▶ _TO DO_
Check which lines in the records hold "rejected" and report how many there are, with no other text.

▶ _GIVEN RECORDS_
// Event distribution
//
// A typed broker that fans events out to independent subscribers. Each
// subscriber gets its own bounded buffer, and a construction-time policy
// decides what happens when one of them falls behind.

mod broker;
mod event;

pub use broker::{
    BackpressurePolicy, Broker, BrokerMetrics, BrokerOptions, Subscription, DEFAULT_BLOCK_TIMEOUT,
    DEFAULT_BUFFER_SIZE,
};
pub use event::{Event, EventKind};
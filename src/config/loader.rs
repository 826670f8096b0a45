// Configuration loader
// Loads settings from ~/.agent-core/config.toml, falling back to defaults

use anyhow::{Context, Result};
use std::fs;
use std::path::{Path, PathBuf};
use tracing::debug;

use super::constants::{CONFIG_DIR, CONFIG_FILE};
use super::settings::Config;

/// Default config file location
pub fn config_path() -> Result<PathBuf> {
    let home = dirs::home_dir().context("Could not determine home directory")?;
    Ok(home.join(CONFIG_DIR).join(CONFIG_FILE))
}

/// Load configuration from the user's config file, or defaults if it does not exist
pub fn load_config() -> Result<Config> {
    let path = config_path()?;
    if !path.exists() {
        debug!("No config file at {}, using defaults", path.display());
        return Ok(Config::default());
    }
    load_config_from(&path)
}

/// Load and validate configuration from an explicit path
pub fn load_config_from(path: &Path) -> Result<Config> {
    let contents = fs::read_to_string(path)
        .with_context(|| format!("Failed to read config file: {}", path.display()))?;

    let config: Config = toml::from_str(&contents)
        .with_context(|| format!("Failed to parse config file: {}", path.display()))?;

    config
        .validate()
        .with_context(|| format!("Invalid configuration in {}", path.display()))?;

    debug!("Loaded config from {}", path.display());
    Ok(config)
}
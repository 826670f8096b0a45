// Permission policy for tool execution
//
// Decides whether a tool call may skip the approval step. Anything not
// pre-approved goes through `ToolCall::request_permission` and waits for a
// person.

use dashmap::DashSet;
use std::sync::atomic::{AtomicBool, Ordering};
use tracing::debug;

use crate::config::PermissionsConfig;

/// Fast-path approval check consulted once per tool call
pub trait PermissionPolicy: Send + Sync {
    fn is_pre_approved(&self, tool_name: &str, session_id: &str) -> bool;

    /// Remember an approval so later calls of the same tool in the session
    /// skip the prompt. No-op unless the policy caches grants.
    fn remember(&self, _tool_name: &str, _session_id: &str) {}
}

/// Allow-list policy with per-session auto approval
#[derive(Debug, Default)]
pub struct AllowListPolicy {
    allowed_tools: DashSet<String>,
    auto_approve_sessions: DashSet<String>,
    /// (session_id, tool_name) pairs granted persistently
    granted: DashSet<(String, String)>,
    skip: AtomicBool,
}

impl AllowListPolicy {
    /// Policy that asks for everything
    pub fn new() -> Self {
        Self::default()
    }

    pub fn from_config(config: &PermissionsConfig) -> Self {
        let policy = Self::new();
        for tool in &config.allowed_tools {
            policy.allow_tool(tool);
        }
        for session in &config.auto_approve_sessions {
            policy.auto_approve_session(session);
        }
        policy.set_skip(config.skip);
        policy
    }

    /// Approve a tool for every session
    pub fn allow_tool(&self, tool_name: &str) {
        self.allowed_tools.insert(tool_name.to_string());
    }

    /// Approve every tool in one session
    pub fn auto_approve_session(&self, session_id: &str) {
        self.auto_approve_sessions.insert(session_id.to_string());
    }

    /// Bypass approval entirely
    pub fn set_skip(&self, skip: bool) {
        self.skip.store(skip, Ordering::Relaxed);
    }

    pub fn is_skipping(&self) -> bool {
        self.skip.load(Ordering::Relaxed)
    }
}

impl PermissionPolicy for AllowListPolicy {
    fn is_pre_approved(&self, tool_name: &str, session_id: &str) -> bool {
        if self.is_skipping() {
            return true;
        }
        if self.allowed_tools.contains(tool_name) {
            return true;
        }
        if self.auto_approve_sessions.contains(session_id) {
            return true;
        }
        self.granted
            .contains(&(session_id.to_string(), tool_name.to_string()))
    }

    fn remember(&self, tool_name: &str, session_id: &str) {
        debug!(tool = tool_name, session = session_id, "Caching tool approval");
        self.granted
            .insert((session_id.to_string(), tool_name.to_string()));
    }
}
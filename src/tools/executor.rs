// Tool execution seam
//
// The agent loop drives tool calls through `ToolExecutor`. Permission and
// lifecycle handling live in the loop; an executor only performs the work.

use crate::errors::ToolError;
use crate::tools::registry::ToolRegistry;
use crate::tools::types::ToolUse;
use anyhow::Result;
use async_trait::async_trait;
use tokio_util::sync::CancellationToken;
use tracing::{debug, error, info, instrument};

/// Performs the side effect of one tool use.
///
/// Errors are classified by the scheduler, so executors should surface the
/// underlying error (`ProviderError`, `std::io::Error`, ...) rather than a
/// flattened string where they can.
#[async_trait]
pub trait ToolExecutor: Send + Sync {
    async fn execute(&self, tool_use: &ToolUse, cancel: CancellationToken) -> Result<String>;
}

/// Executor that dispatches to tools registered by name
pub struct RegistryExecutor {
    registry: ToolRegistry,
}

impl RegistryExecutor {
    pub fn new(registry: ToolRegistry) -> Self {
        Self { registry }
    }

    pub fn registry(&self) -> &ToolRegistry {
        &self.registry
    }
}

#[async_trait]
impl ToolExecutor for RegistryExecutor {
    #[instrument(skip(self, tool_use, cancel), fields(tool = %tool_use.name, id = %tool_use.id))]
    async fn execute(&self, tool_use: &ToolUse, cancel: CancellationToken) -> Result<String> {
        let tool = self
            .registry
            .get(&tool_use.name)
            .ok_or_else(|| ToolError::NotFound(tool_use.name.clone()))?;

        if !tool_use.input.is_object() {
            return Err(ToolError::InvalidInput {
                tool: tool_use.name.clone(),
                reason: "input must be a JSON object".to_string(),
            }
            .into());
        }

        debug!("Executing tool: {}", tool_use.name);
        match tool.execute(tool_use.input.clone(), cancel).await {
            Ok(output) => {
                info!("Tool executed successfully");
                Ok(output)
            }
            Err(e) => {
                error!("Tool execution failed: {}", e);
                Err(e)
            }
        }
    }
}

==

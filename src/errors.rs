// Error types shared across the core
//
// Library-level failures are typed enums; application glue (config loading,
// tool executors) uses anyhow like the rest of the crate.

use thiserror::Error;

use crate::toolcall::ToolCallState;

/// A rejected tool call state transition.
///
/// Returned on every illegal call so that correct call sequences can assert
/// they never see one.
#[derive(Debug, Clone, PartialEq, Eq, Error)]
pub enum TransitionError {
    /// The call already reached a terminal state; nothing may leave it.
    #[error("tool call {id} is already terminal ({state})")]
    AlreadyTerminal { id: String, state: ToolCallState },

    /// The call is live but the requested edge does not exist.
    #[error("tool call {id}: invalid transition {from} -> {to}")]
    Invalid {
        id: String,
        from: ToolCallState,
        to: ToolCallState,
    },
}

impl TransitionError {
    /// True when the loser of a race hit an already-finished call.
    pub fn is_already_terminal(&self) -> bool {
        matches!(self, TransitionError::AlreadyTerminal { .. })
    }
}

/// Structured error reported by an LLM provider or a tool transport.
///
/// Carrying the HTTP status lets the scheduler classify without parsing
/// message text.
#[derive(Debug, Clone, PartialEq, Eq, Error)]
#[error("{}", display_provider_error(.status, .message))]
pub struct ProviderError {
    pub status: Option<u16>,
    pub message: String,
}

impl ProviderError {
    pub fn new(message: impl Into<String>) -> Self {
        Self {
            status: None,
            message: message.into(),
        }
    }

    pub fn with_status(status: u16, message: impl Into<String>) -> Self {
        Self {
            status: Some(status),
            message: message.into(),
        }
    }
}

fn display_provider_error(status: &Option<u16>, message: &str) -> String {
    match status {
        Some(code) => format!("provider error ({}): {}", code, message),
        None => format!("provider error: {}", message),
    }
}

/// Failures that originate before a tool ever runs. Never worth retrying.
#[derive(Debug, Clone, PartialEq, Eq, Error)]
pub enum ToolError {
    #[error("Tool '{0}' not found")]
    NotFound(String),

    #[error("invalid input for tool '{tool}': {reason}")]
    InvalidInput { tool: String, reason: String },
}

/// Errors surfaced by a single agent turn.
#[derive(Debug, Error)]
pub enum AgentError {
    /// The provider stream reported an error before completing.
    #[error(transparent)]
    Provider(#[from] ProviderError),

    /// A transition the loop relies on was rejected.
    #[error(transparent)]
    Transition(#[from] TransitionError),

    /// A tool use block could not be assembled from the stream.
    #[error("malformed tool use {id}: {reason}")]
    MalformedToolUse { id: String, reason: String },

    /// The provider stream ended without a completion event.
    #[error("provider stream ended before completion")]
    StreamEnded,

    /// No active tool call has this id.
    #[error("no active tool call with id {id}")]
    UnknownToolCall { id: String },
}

▶ _OUTPUT FOR THIS EXERCISE_
2